### Records supplied
BEGIN

//! The generic best-first exploration skeleton.
//!
//! One routine, parameterised by an estimator and an edge-filter closure
//! rather than by an inheritance hierarchy of search strategies. Dijkstra,
//! A*, and arc-flag-filtered search are all thin wrappers configuring this
//! one loop.

pub mod astar;
pub mod dijkstra;

use crate::graph::{EdgeWeight, Graph, NodeId};
use crate::path::{Path, PathEdge};
use std::cmp::Ordering;
use std::collections::{BinaryHeap, HashMap};

/// Total ordering wrapper over `f64`, valid as long as costs and
/// estimator values are always finite and non-negative (guaranteed by
/// `Graph::add_edge`'s `InvalidCost` check and by admissible estimators).
#[derive(Copy, Clone, PartialEq)]
struct MinFloat(f64);

impl Eq for MinFloat {}

impl PartialOrd for MinFloat {
    fn partial_cmp(&self, other: &Self) -> Option<Ordering> {
        Some(self.cmp(other))
    }
}

impl Ord for MinFloat {
    fn cmp(&self, other: &Self) -> Ordering {
        self.0.partial_cmp(&other.0).unwrap_or(Ordering::Equal)
    }
}

#[derive(Copy, Clone, PartialEq)]
struct HeapEntry {
    priority: MinFloat,
    seq: u64,
    node: NodeId,
    tentative: MinFloat,
}

impl Eq for HeapEntry {}

impl Ord for HeapEntry {
    fn cmp(&self, other: &Self) -> Ordering {
        // Reversed: BinaryHeap is a max-heap, we want the smallest
        // (priority, seq) pair on top.
        other
            .priority
            .cmp(&self.priority)
            .then_with(|| other.seq.cmp(&self.seq))
    }
}

impl PartialOrd for HeapEntry {
    fn partial_cmp(&self, other: &Self) -> Option<Ordering> {
        Some(self.cmp(other))
    }
}

#[derive(Copy, Clone, Debug)]
struct ParentEdge {
    from: NodeId,
    cost: f64,
}

/// The outputs available from one completed exploration.
pub struct SearchResult {
    costs: HashMap<NodeId, f64>,
    parents: HashMap<NodeId, ParentEdge>,
    /// Settled nodes, in the order they were settled.
    settled_order: Vec<NodeId>,
}

impl SearchResult {
    pub fn cost(&self, node: NodeId) -> Option<f64> {
        self.costs.get(&node).copied()
    }

    pub fn costs(&self) -> &HashMap<NodeId, f64> {
        &self.costs
    }

    pub fn search_space(&self) -> &[NodeId] {
        &self.settled_order
    }

    /// Every parent-edge relation recorded during the search, as
    /// `(from, to, cost)` triples — the shortest-path-tree edges rooted at
    /// the source(s). Used by the arc-flag preprocessor to mark which
    /// original edges lie on a reverse shortest-path tree.
    pub fn tree_edges(&self) -> impl Iterator<Item = (NodeId, NodeId, f64)> + '_ {
        self.parents
            .iter()
            .map(|(&to, parent)| (parent.from, to, parent.cost))
    }

    /// Reconstruct the path to `destination` via the parent-edge map.
    /// `None` if the destination was never settled.
    pub fn path(&self, destination: NodeId) -> Option<Path> {
        if !self.costs.contains_key(&destination) {
            return None;
        }

        let mut edges = Vec::new();
        let mut current = destination;
        while let Some(parent) = self.parents.get(&current) {
            edges.push(PathEdge {
                source: parent.from,
                target: current,
                cost: parent.cost,
            });
            current = parent.from;
        }
        edges.reverse();

        Some(Path::new(current, edges))
    }
}

/// Run the generic best-first search.
///
/// - `sources`: initial tentative costs (default 0 for a plain single
///   source).
/// - `estimator`: a lower bound on remaining cost to a destination (0 for
///   plain Dijkstra and arc-flag search, the ALT lower bound for A*).
/// - `filter`: whether to relax a given edge (always true for Dijkstra and
///   A*, an arc-flag bit test otherwise).
/// - `stop_at`: stop as soon as this node is settled, instead of
///   exhausting the whole reachable set.
pub fn best_first_search<N, E, Est, Filt>(
    graph: &Graph<N, E>,
    sources: impl IntoIterator<Item = (NodeId, f64)>,
    estimator: Est,
    filter: Filt,
    stop_at: Option<NodeId>,
) -> SearchResult
where
    E: EdgeWeight,
    Est: Fn(NodeId) -> f64,
    Filt: Fn(&crate::graph::EdgeView<E>) -> bool,
{
    let mut costs: HashMap<NodeId, f64> = HashMap::new();
    let mut parents: HashMap<NodeId, ParentEdge> = HashMap::new();
    let mut settled: std::collections::HashSet<NodeId> = std::collections::HashSet::new();
    let mut settled_order: Vec<NodeId> = Vec::new();
    let mut heap: BinaryHeap<HeapEntry> = BinaryHeap::new();
    let mut seq: u64 = 0;

    for (node, initial_cost) in sources {
        let improves = costs.get(&node).map_or(true, |&c| initial_cost < c);
        if improves {
            costs.insert(node, initial_cost);
            heap.push(HeapEntry {
                priority: MinFloat(initial_cost + estimator(node)),
                seq,
                node,
                tentative: MinFloat(initial_cost),
            });
            seq += 1;
        }
    }

    while let Some(entry) = heap.pop() {
        let HeapEntry { node, tentative, .. } = entry;

        if settled.contains(&node) {
            continue;
        }
        // Lazy invalidation: this entry is stale if a smaller cost has
        // since been recorded for `node`.
        if tentative.0 > *costs.get(&node).unwrap_or(&f64::INFINITY) {
            continue;
        }

        settled.insert(node);
        settled_order.push(node);

        if stop_at == Some(node) {
            break;
        }

        for edge in graph.outgoing(node) {
            if !filter(&edge) {
                continue;
            }
            let new_cost = tentative.0 + edge.weight.cost();
            let better = costs.get(&edge.target).map_or(true, |&c| new_cost < c);
            if better {
                costs.insert(edge.target, new_cost);
                parents.insert(
                    edge.target,
                    ParentEdge { from: node, cost: edge.weight.cost() },
                );
                heap.push(HeapEntry {
                    priority: MinFloat(new_cost + estimator(edge.target)),
                    seq,
                    node: edge.target,
                    tentative: MinFloat(new_cost),
                });
                seq += 1;
            }
        }
    }

    SearchResult { costs, parents, settled_order }
}

/// Shared capability of every query engine: Dijkstra, A*, and arc-flag
/// search all implement this the same way.
pub trait ShortestPath<N, E: EdgeWeight> {
    fn search(&self, source: NodeId, destination: Option<NodeId>) -> SearchResult;

    fn cost(&self, source: NodeId, destination: NodeId) -> Option<f64> {
        self.search(source, Some(destination)).cost(destination)
    }

    fn path(&self, source: NodeId, destination: NodeId) -> Option<Path> {
        self.search(source, Some(destination)).path(destination)
    }

    fn search_space(&self, source: NodeId, destination: NodeId) -> Vec<NodeId> {
        self.search(source, Some(destination)).settled_order
    }
}

#[cfg(test)]
mod test {
    use super::*;
    use crate::graph::Graph;

    fn ring() -> Graph<()> {
        let mut g = Graph::new();
        for i in 0..4 {
            g.add_node(i, ());
        }
        g.add_edge(0, 1, 1.0).unwrap();
        g.add_edge(1, 2, 1.0).unwrap();
        g.add_edge(2, 3, 1.0).unwrap();
        g.add_edge(3, 0, 1.0).unwrap();
        g
    }

    #[test]
    fn zero_heuristic_no_filter_reaches_destination() {
        let g = ring();
        let result = best_first_search(&g, [(0, 0.0)], |_| 0.0, |_| true, Some(3));
        assert_eq!(result.cost(3), Some(3.0));
        let path = result.path(3).unwrap();
        assert_eq!(path.node_sequence(), vec![0, 1, 2, 3]);
    }

    #[test]
    fn unreachable_destination_is_none() {
        let mut g = ring();
        g.add_node(99, ());
        let result = best_first_search(&g, [(0, 0.0)], |_| 0.0, |_| true, Some(99));
        assert_eq!(result.cost(99), None);
        assert!(result.path(99).is_none());
    }

    #[test]
    fn filter_can_block_every_edge() {
        let g = ring();
        let result = best_first_search(&g, [(0, 0.0)], |_| 0.0, |_| false, Some(3));
        assert_eq!(result.cost(3), None);
        // only the source itself is settled
        assert_eq!(result.search_space(), &[0]);
    }

    #[test]
    fn multi_source_picks_the_closer_one() {
        let g = ring();
        let result = best_first_search(&g, [(0, 0.0), (2, 0.0)], |_| 0.0, |_| true, None);
        // node 1 is reachable from 0 at cost 1, and from 2 only by going all the way around
        assert_eq!(result.cost(1), Some(1.0));
        assert_eq!(result.cost(3), Some(1.0)); // from node 2
    }
}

END

### Task details
Repeat, word for word, the lines from the opening of the material through the line containing "impl PartialOrd for MinFloat".

### Solution to the problem
//! The generic best-first exploration skeleton.
//!
//! One routine, parameterised by an estimator and an edge-filter closure
//! rather than by an inheritance hierarchy of search strategies. Dijkstra,
//! A*, and arc-flag-filtered search are all thin wrappers configuring this
//! one loop.

pub mod astar;
pub mod dijkstra;

use crate::graph::{EdgeWeight, Graph, NodeId};
use crate::path::{Path, PathEdge};
use std::cmp::Ordering;
use std::collections::{BinaryHeap, HashMap};

/// Total ordering wrapper over `f64`, valid as long as costs and
/// estimator values are always finite and non-negative (guaranteed by
/// `Graph::add_edge`'s `InvalidCost` check and by admissible estimators).
#[derive(Copy, Clone, PartialEq)]
struct MinFloat(f64);

impl Eq for MinFloat {}

impl PartialOrd for MinFloat {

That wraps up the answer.